Salem’s Pot | 01:15 | Palco Principal
Salem’s Pot foi a melhor forma de encerrar a mais inesquecível edição do SonicBlast Moledo. O quinteto sueco de sinistras máscaras a cobrir o rosto brindou todos os presentes com o seu charmoso e empolgante Heavy Psych de mãos dadas a um sombreado e inebriante Psych Doom. A plateia entregava-se aos misteriosos domínios de Salem’s Pot dançando detidamente de olhar cerrado e sorriso golpeado. Estes cinco feiticeiros – de instrumentos apontados ao lado eclipsado da alma – encantaram tudo e todos que permaneciam no caminho da sua funesta reverberação. As duas guitarras perdiam-se e encontravam-se nos seus solos mirabolantes que por sua vez desaguavam em soberanos, espantosos e luciféricos riffs capazes de nos intimidar e fazer estremecer, o atemorizante baixo de passada lenta e massiva robustecia com ênfase toda aquela marcha fúnebre, a bateria deliciosamente ritmada tiquetaqueava na perfeição toda esta caravana sonora que se passeava pela fria e turvada noite de Moledo, o hipnotizante sintetizador – de alma vendida ao Diabo – condimentava a musicalidade de Salem’s Pot, enquanto que a voz frígida e gritante nos espertava neste perfeito sonho acordado.
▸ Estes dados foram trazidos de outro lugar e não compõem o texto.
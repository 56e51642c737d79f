// Copyright 2022 Ryan Seipp
//
// Licensed under the Apache License, Version 2.0 (the "License");
// you may not use this file except in compliance with the License.
// You may obtain a copy of the License at
//
//     http://www.apache.org/licenses/LICENSE-2.0
//
// Unless required by applicable law or agreed to in writing, software
// distributed under the License is distributed on an "AS IS" BASIS,
// WITHOUT WARRANTIES OR CONDITIONS OF ANY KIND, either express or implied.
// See the License for the specific language governing permissions and
// limitations under the License.

//! Growable, contiguous byte buffer used for connection input and owned output bytes.

use std::{
    alloc::{self, Layout},
    borrow::{Borrow, BorrowMut},
    io::Write,
    ops::{Deref, DerefMut},
    ptr::{copy, copy_nonoverlapping, NonNull},
};

/// A growable, contiguous byte buffer with independent read and write cursors.
#[derive(Debug)]
pub struct Buffer {
    ptr: NonNull<u8>,
    cap: usize,
    read_offset: usize,
    write_offset: usize,
    desired_capacity: usize,
}

impl Buffer {
    /// Creates a new `Buffer`, eagerly allocating at least `desired_capacity` bytes.
    pub fn new(desired_capacity: usize) -> Self {
        let mut result = Self {
            ptr: NonNull::dangling(),
            cap: 0, // `grow_to_capacity` will set this
            read_offset: 0,
            write_offset: 0,
            desired_capacity: desired_capacity.next_power_of_two(),
        };

        if desired_capacity > 0 {
            result.desired_capacity = 2;
            result.grow();
        }
        result
    }

    /// Reserves at least `capacity` additional bytes.
    pub fn reserve(&mut self, capacity: usize) {
        self.grow_to_capacity(self.cap + capacity);
    }

    /// Bytes available to be read.
    pub fn remaining(&self) -> usize {
        self.write_offset - self.read_offset
    }

    /// Bytes of capacity available for writing before a reallocation is needed.
    pub fn remaining_mut(&self) -> usize {
        self.cap - self.write_offset
    }

    /// The current write position.
    pub fn write_pos(&self) -> usize {
        self.write_offset
    }

    /// Gets the current read position as a pointer. Use `remaining` to obtain the length.
    pub fn read_ptr(&self) -> *mut u8 {
        // Safety: both `ptr` and the resulting ptr are guaranteed to be within the allocated
        // object due to checks when compacting and mutating offsets. The offset will not overflow
        // `isize::MAX` as we never allocate more than that.
        unsafe { self.ptr.as_ptr().add(self.read_offset) }
    }

    /// Gets the current write position as a pointer. Use `remaining_mut` to obtain the length.
    pub fn write_ptr(&self) -> *mut u8 {
        // Safety: both `ptr` and the resulting ptr are guaranteed to be within the allocated
        // object due to checks when compacting and mutating offsets. The offset will not overflow
        // `isize::MAX` as we never allocate more than that.
        unsafe { self.ptr.as_ptr().add(self.write_offset) }
    }

    /// Marks `amount` bytes read, freeing them for reuse. Skipping this after a read causes the
    /// next read to observe the same bytes again.
    pub fn mark_read(&mut self, amount: usize) {
        self.read_offset = self.write_offset.min(self.read_offset + amount);
        self.compact();
    }

    /// Marks `amount` bytes written. Skipping this after a write causes the next write to
    /// overwrite the previously written data.
    pub fn mark_written(&mut self, amount: usize) {
        self.write_offset = self.cap.min(self.write_offset + amount);
    }

    /// Drops the buffer's contents and resets both cursors to zero, retaining capacity.
    pub fn reset(&mut self) {
        self.read_offset = 0;
        self.write_offset = 0;
    }

    fn grow(&mut self) {
        let new_cap = if self.cap == 0 {
            self.desired_capacity
        } else {
            2 * self.cap
        };

        self.grow_to_capacity(new_cap);
    }

    /// Grows to at least `capacity` bytes (rounded up to the next power of two).
    ///
    /// Aborts the process if memory allocation fails.
    fn grow_to_capacity(&mut self, capacity: usize) {
        assert!(capacity <= isize::MAX as usize);

        let new_cap = capacity.next_power_of_two().min(isize::MAX as usize);
        if new_cap <= self.cap {
            return;
        }

        let new_layout = Layout::array::<u8>(new_cap).unwrap();
        let new_ptr = if self.cap == 0 {
            // Safety: allocation failure is handled below, layout is not zero-sized.
            unsafe { alloc::alloc(new_layout) }
        } else {
            let old_layout = Layout::array::<u8>(self.cap).unwrap();
            let old_ptr = self.ptr.as_ptr();

            // Safety: allocation failure is handled below, layout is not zero-sized.
            unsafe { alloc::realloc(old_ptr, old_layout, new_layout.size()) }
        };

        self.ptr = match NonNull::new(new_ptr) {
            Some(p) => p,
            None => alloc::handle_alloc_error(new_layout),
        };
        self.cap = new_cap;
    }

    /// Reset the buffer to a clean initial state and frees excess capacity.
    fn clear(&mut self) {
        self.read_offset = 0;
        self.write_offset = 0;

        if self.cap > self.desired_capacity {
            let layout = Layout::array::<u8>(self.cap).unwrap();

            // Safety: allocation failure is handled below, layout is not zero-sized.
            let new_ptr =
                unsafe { alloc::realloc(self.ptr.as_ptr(), layout, self.desired_capacity) };

            self.ptr = match NonNull::new(new_ptr) {
                Some(p) => p,
                None => alloc::handle_alloc_error(layout),
            };
            self.cap = self.desired_capacity;
        }
    }

    /// Slides unread bytes to the front of the allocation once the read cursor has drifted past
    /// the buffer's steady-state capacity, bounding growth for long-lived connections.
    fn compact(&mut self) {
        if self.remaining() == 0 {
            self.clear();
            return;
        }

        if self.cap == self.desired_capacity {
            return;
        }

        if self.read_offset > self.desired_capacity {
            if self.remaining() < self.read_offset {
                // Safety: `read_ptr()` and `ptr` are valid for `remaining()` and are aligned to
                // u8. The regions do not overlap since the read region is smaller than the
                // offset being vacated.
                unsafe {
                    copy_nonoverlapping(self.read_ptr(), self.ptr.as_ptr(), self.remaining())
                }
            } else {
                // Safety: `read_ptr()` and `ptr` are valid for `remaining()` and are aligned to
                // u8; overlapping regions are handled by `copy`.
                unsafe { copy(self.read_ptr(), self.ptr.as_ptr(), self.remaining()) }
            }

            self.write_offset = self.remaining();
            self.read_offset = 0;
        }
    }
}

impl Drop for Buffer {
    fn drop(&mut self) {
        if self.cap != 0 {
            let layout = Layout::array::<u8>(self.cap).unwrap();
            // Safety: `ptr`/`cap` describe the single allocation made by `grow_to_capacity`.
            unsafe { alloc::dealloc(self.ptr.as_ptr(), layout) }
        }
    }
}

// Safety: `Buffer` owns its allocation exclusively; there is no shared mutable state.
unsafe impl Send for Buffer {}

impl Borrow<[u8]> for Buffer {
    fn borrow(&self) -> &[u8] {
        // Safety: see `read_ptr`/`remaining`.
        unsafe { std::slice::from_raw_parts(self.read_ptr(), self.remaining()) }
    }
}

impl BorrowMut<[u8]> for Buffer {
    fn borrow_mut(&mut self) -> &mut [u8] {
        // Safety: see `write_ptr`/`remaining_mut`.
        unsafe { std::slice::from_raw_parts_mut(self.write_ptr(), self.remaining_mut()) }
    }
}

impl Deref for Buffer {
    type Target = [u8];

    fn deref(&self) -> &Self::Target {
        self.borrow()
    }
}

impl DerefMut for Buffer {
    fn deref_mut(&mut self) -> &mut Self::Target {
        self.borrow_mut()
    }
}

impl Write for Buffer {
    fn write(&mut self, buf: &[u8]) -> std::io::Result<usize> {
        if self.remaining_mut() < buf.len() {
            self.reserve(buf.len());
        }
        self.deref_mut()[0..buf.len()].clone_from_slice(buf);
        self.mark_written(buf.len());
        Ok(buf.len())
    }

    fn flush(&mut self) -> std::io::Result<()> {
        Ok(())
    }
}

#[cfg(test)]
mod tests {
    use super::*;

    #[test]
    fn write_then_read_round_trips() {
        let mut buf = Buffer::new(16);
        buf.write_all(b"hello world").unwrap();
        assert_eq!(&buf[..], b"hello world");
        buf.mark_read(6);
        assert_eq!(&buf[..], b"world");
    }

    #[test]
    fn draining_to_empty_resets_cursors() {
        let mut buf = Buffer::new(16);
        buf.write_all(b"hi").unwrap();
        buf.mark_read(2);
        assert_eq!(buf.remaining(), 0);
        buf.write_all(b"again").unwrap();
        assert_eq!(&buf[..], b"again");
    }

    #[test]
    fn grows_past_initial_capacity() {
        let mut buf = Buffer::new(4);
        let data = vec![7u8; 1000];
        buf.write_all(&data).unwrap();
        assert_eq!(buf.remaining(), 1000);
        assert_eq!(&buf[..], &data[..]);
    }

    #[test]
    fn compacts_long_lived_read_drift() {
        let mut buf = Buffer::new(16);
        for _ in 0..100 {
            buf.write_all(b"0123456789").unwrap();
            buf.mark_read(10);
        }
        assert_eq!(buf.remaining(), 0);
    }
}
No final do concerto agigantava-se em todos nós uma ressaca espiritual, sintoma natural de quem comungara o mais pleno êxtase via auditiva. 


Foi já a ressentirmo-nos das intensas dores musculares que voltámos as costas àquela que admitimos tratar-se da mais especial e inesquecível edição do SonicBlast Moledo. Chegámos à tenda com as emoções completamente embriagadas e um cansaço corporal de quem obedecera à religiosidade sonora. No exterior podia ouvir-se a exaltação crescer de tom, mas incapaz de atropelar o sono que nos embalara pela noite dentro.